But it’s okay. Day one.
The program I found my apartment through also sets you up with a “city host” who give you recommendations and show you around. We planned to have coffee my second day. She picked a spot in my neighborhood I hadn’t seen in my walking around the first day. But Google said it was one street over, how hard could it be?
My first challenge in speaking with locals occurred after 8 minutes walking the same circle. “Hola. I’m very lost”. Turns out Google was wrong. It was on my street. 6 doors down from my apartment, the other way I’d walked when I stepped out of my apartment. I was only slightly stupidly late.
After she showed me the best of everything in walking distance, I headed to the store. Future self, starting now. I even bought Greek yogurt to have for breakfast the next day.
Which I had maybe three bites of before I remembered something. Despite my fantasies; I don’t like yogurt. Never have. That’s why I hadn’t eaten it in like… ever. I’m honestly not sure where I got the fantasy that put together, grown-up women eat yogurt for breakfast but it was a large blow to my vision of adulthood.
So here I am at the end of my time in Spain. My taxi will be here in 12 hours. It was a roller coaster. But I made it.

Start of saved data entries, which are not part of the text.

//! Recommended monthly assignments for bills and sinking funds.

use std::collections::{BTreeMap, HashMap};

use tracing::debug;
use uuid::Uuid;
use zbb_domain::{Category, CategoryKind, MonthId, Money, UserId};

use crate::{CoreError, CoreResult, LedgerRepository};

pub struct SuggestionEngine<'a> {
    repository: &'a dyn LedgerRepository,
}

impl<'a> SuggestionEngine<'a> {
    pub fn new(repository: &'a dyn LedgerRepository) -> Self {
        Self { repository }
    }

    /// Deterministic suggestion for FIX and SF1 categories; `None` otherwise
    /// or when the target is missing or not positive.
    pub fn get_suggested_amount(
        &self,
        user: &UserId,
        category_id: Uuid,
        month: MonthId,
    ) -> CoreResult<Option<Money>> {
        let category = self
            .repository
            .get_category(user, category_id)?
            .ok_or_else(|| CoreError::NotFound(format!("category {category_id}")))?;
        self.deterministic(user, &category, month)
    }

    /// Suggestions for every active budgetable category that has one.
    ///
    /// VARIABLE and SF2 categories fall back to the previous month's
    /// assignment when it was positive.
    pub fn get_all_suggested_amounts(
        &self,
        user: &UserId,
        month: MonthId,
    ) -> CoreResult<BTreeMap<Uuid, Money>> {
        let categories = self.repository.list_active_categories(user)?;
        let previous_assigned: HashMap<Uuid, Money> = self
            .repository
            .list_budget_rows(user, month.previous())?
            .into_iter()
            .map(|row| (row.category_id, row.assigned_amount))
            .collect();

        let mut suggestions = BTreeMap::new();
        for category in categories.iter().filter(|category| !category.is_income()) {
            let suggestion = match category.kind {
                CategoryKind::Fix | CategoryKind::Sf1 => self.deterministic(user, category, month)?,
                CategoryKind::Variable | CategoryKind::Sf2 => previous_assigned
                    .get(&category.id)
                    .copied()
                    .filter(|amount| amount.is_positive()),
                CategoryKind::Income => None,
            };
            if let Some(amount) = suggestion {
                suggestions.insert(category.id, amount);
            }
        }
        debug!(user = %user, month = %month, count = suggestions.len(), "computed suggestions");
        Ok(suggestions)
    }

    fn deterministic(
        &self,
        user: &UserId,
        category: &Category,
        month: MonthId,
    ) -> CoreResult<Option<Money>> {
        match category.kind {
            CategoryKind::Fix => Ok(category.positive_target()),
            CategoryKind::Sf1 => self.sinking_fund_installment(user, category, month),
            CategoryKind::Variable | CategoryKind::Sf2 | CategoryKind::Income => Ok(None),
        }
    }

    /// `max(0, target - saved) / max(1, months until due)`, where `saved` is
    /// everything ever assigned minus everything ever spent, floored at zero.
    fn sinking_fund_installment(
        &self,
        user: &UserId,
        category: &Category,
        month: MonthId,
    ) -> CoreResult<Option<Money>> {
        let (Some(target), Some(due_date)) = (category.positive_target(), category.due_date) else {
            return Ok(None);
        };

        let total_assigned: Money = self
            .repository
            .list_budget_rows_for_category(user, category.id)?
            .iter()
            .map(|row| row.assigned_amount)
            .sum();
        let total_spent: Money = self
            .repository
            .list_transactions(user, None, Some(category.id))?
            .iter()
            .filter(|txn| txn.is_outflow())
            .map(|txn| -txn.amount)
            .sum();

        let saved = (total_assigned - total_spent).max(Money::ZERO);
        let remaining = (target - saved).max(Money::ZERO);
        let months_remaining = month.months_until(MonthId::containing(due_date)).max(1);

        remaining
            .div_round(i64::from(months_remaining))
            .map(Some)
            .ok_or_else(|| CoreError::Computation("months remaining must be positive".into()))
    }
}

I still don’t eat yogurt. I still struggle at getting up in the morning and creating a routine for myself. I have had more bad days than good as family affairs have seeped into my healing time. Evenings that I should have spent in bars or braving Spanish strangers, I spent curled up with a book or re-watching my favorite shows on Netflix. Or crying. There was a lot of that too.

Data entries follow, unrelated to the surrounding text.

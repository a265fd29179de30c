use std::{
    env,
    fs::{self, File},
    io::Write,
    path::{Path, PathBuf},
};

use crate::{Config, ConfigError};

/// Environment variable overriding the base directory.
pub const HOME_ENV: &str = "ZBB_HOME";
const BASE_DIR_NAME: &str = ".zbb_budget";
const CONFIG_FILE: &str = "config.json";
const TMP_SUFFIX: &str = "tmp";

/// `$ZBB_HOME` when set, otherwise `~/.zbb_budget`.
pub fn default_base_dir() -> PathBuf {
    if let Some(home) = env::var_os(HOME_ENV).filter(|value| !value.is_empty()) {
        return PathBuf::from(home);
    }
    dirs::home_dir()
        .unwrap_or_else(|| PathBuf::from("."))
        .join(BASE_DIR_NAME)
}

/// Handles persistence of [`Config`].
#[derive(Debug, Clone)]
pub struct ConfigManager {
    base_dir: PathBuf,
    config_path: PathBuf,
}

impl ConfigManager {
    pub fn new(config_path: PathBuf) -> Self {
        let base_dir = config_path
            .parent()
            .map(Path::to_path_buf)
            .unwrap_or_else(|| PathBuf::from("."));
        Self {
            base_dir,
            config_path,
        }
    }

    pub fn with_base_dir(base: PathBuf) -> Result<Self, ConfigError> {
        fs::create_dir_all(&base)?;
        let config_path = base.join(CONFIG_FILE);
        Ok(Self {
            base_dir: base,
            config_path,
        })
    }

    pub fn from_env() -> Result<Self, ConfigError> {
        Self::with_base_dir(default_base_dir())
    }

    pub fn base_dir(&self) -> &Path {
        &self.base_dir
    }

    pub fn config_path(&self) -> &Path {
        &self.config_path
    }

    /// The stored config, or the default when none was saved yet.
    pub fn load(&self) -> Result<Config, ConfigError> {
        if !self.config_path.exists() {
            return Ok(Config::default());
        }
        let data = fs::read_to_string(&self.config_path)?;
        let config: Config =
            serde_json::from_str(&data).map_err(|err| ConfigError::Serde(err.to_string()))?;
        config.validate()?;
        Ok(config)
    }

    pub fn save(&self, config: &Config) -> Result<(), ConfigError> {
        config.validate()?;
        if let Some(parent) = self.config_path.parent() {
            fs::create_dir_all(parent)?;
        }
        let json = serde_json::to_string_pretty(config)
            .map_err(|err| ConfigError::Serde(err.to_string()))?;
        let tmp = tmp_path(&self.config_path);
        write_atomic(&tmp, &json)?;
        fs::rename(&tmp, &self.config_path)?;
        Ok(())
    }

    pub fn data_dir(&self, config: &Config) -> PathBuf {
        config.resolve_data_dir(&self.base_dir)
    }
}

fn tmp_path(path: &Path) -> PathBuf {
    let mut tmp = path.to_path_buf();
    let ext = match path.extension().and_then(|ext| ext.to_str()) {
        Some(existing) => format!("{}.{}", existing, TMP_SUFFIX),
        None => TMP_SUFFIX.to_string(),
    };
    tmp.set_extension(ext);
    tmp
}

fn write_atomic(path: &Path, data: &str) -> Result<(), ConfigError> {
    let mut file = File::create(path)?;
    file.write_all(data.as_bytes())?;
    file.flush()?;
    Ok(())
}
#![doc(test(attr(deny(warnings))))]

//! Zero-based budgeting ledger: month views with category rollover,
//! "To Be Budgeted" summaries, assignment suggestions and safe-to-spend,
//! plus the `zbb_cli` front end over a JSON store.

pub mod cli;
pub mod errors;
pub mod utils;

pub use errors::BudgetError;
pub use zbb_config as config;
pub use zbb_core as engine;
pub use zbb_domain as domain;
pub use zbb_storage_json as storage;

use std::sync::Once;

static INIT_TRACING: Once = Once::new();

/// Initializes global tracing with the default filter.
pub fn init() {
    init_with_filter(None);
}

/// Initializes global tracing once; later calls are no-ops. `RUST_LOG`
/// takes precedence over `filter`.
pub fn init_with_filter(filter: Option<&str>) {
    INIT_TRACING.call_once(|| {
        utils::init_tracing(filter);
        tracing::debug!("zbb budget tracing initialized");
    });
}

But I think I wrote something close to 7000 words this month. Essays, stories, poems, working on the diary entry that somehow has become a 17,000 word novel in the making… just… writing. Because I can. Because I want to be doing it.
One part of my future-self vision; check.
I do yoga most days for 30 minutes. My body is tight and healing from the abuse I put it through for most of my life. I made a major gain in an “easy pose” that regularly causes me pain yesterday. I was almost crying in pride and release while bent over. My neighbors likely think I’m insane.
And you know what else I did? I went to an Italian restaurant alone. I met the owner who was the friend of a friend. Her friends invited me to join them once she left and bought me limoncello. I stayed at the restaurant for over 4 hours. Talking almost exclusively in Spanish!
I went back to the gelato place and correctly told the staff that I, a woman correctly using Spanish female adjectives, was “List A” to order my gelato.
Most importantly, I am taking time every day to think about what I really want, about what is actually a realistic vision of my future. I started journaling about it. (If this idea is speaking to you… follow @the_holistic_psychologist on Instagram. Her future-self journaling prompts are incredible.)
I spend ten minutes every day taking time to myself with coffee or tea and just my journal and pen. It’s nothing fancy, just thinking about small steps today you can do in your daily life to be your future self. Not just envision this ethereal person, but actually be them. Because they are you, now and in the future. You create in every small, daily choice the opportunity to be this future self you desire or stay in the same place, make the same choices, and stay the same.
So sure, I could stay in bed until noon (or later) on Instagram/Pinterest. Or I could take my book and go to the beach and read a book there. Or go for a walk. Talk to a stranger in Spanish. I could make the choice to go to that scary looking local lunch spot and order lunch. Or I could come home. To eggs or pasta and my laptop.
I could be a step closer to this future I envision or I could listen to what my anxiety wants.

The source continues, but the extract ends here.